= YOUR TASK =
Return, from the data below, each line that contains the word "status".

*** SOURCE DATA Section Begins ***

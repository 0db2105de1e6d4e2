//! Raw transaction submission

use serde_json::{json, Value};

use crate::error::TransferError;
use crate::indexer::IndexerClient;
use crate::network::Network;
use crate::Result;

#[derive(Clone, Debug)]
pub struct Broadcaster {
    indexer: IndexerClient,
}

impl Broadcaster {
    pub fn new(indexer: IndexerClient) -> Self {
        Self { indexer }
    }

    /// Broadcast a signed transaction to the network and return the transaction ID.
    ///
    /// A non-success response becomes `Broadcast` carrying the indexer's
    /// rejection text (fee too low, double spend, malformed, ...).
    pub async fn broadcast(&self, network: Network, raw_tx_hex: &str) -> Result<String> {
        log::debug!("Broadcasting {} byte transaction", raw_tx_hex.len() / 2);

        let response = self
            .indexer
            .post_json(network, "tx/raw", &json!({ "txhex": raw_tx_hex }))
            .await?;

        let status = response.status();
        let body = response.text().await?;

        if !status.is_success() {
            let reason = body.trim();
            return Err(TransferError::Broadcast(if reason.is_empty() {
                format!("indexer answered {}", status)
            } else {
                format!("{} ({})", reason.trim_matches('"'), status)
            }));
        }

        parse_txid(&body)
    }
}

/// The indexer answers either `{"txid": "..."}` or a bare (possibly quoted) id
fn parse_txid(body: &str) -> Result<String> {
    let txid = match serde_json::from_str::<Value>(body) {
        Ok(Value::Object(map)) => map
            .get("txid")
            .and_then(Value::as_str)
            .map(str::to_string)
            .ok_or_else(|| {
                TransferError::network(format!("Broadcast response has no txid: {}", body))
            })?,
        Ok(Value::String(txid)) => txid,
        _ => body.trim().to_string(),
    };

    if txid.is_empty() {
        return Err(TransferError::network("Broadcast response was empty"));
    }
    Ok(txid)
}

*** SOURCE DATA Section Ends ***

= SOLVED PROBLEM =
        let status = response.status();
        if !status.is_success() {
                format!("indexer answered {}", status)
                format!("{} ({})", reason.trim_matches('"'), status)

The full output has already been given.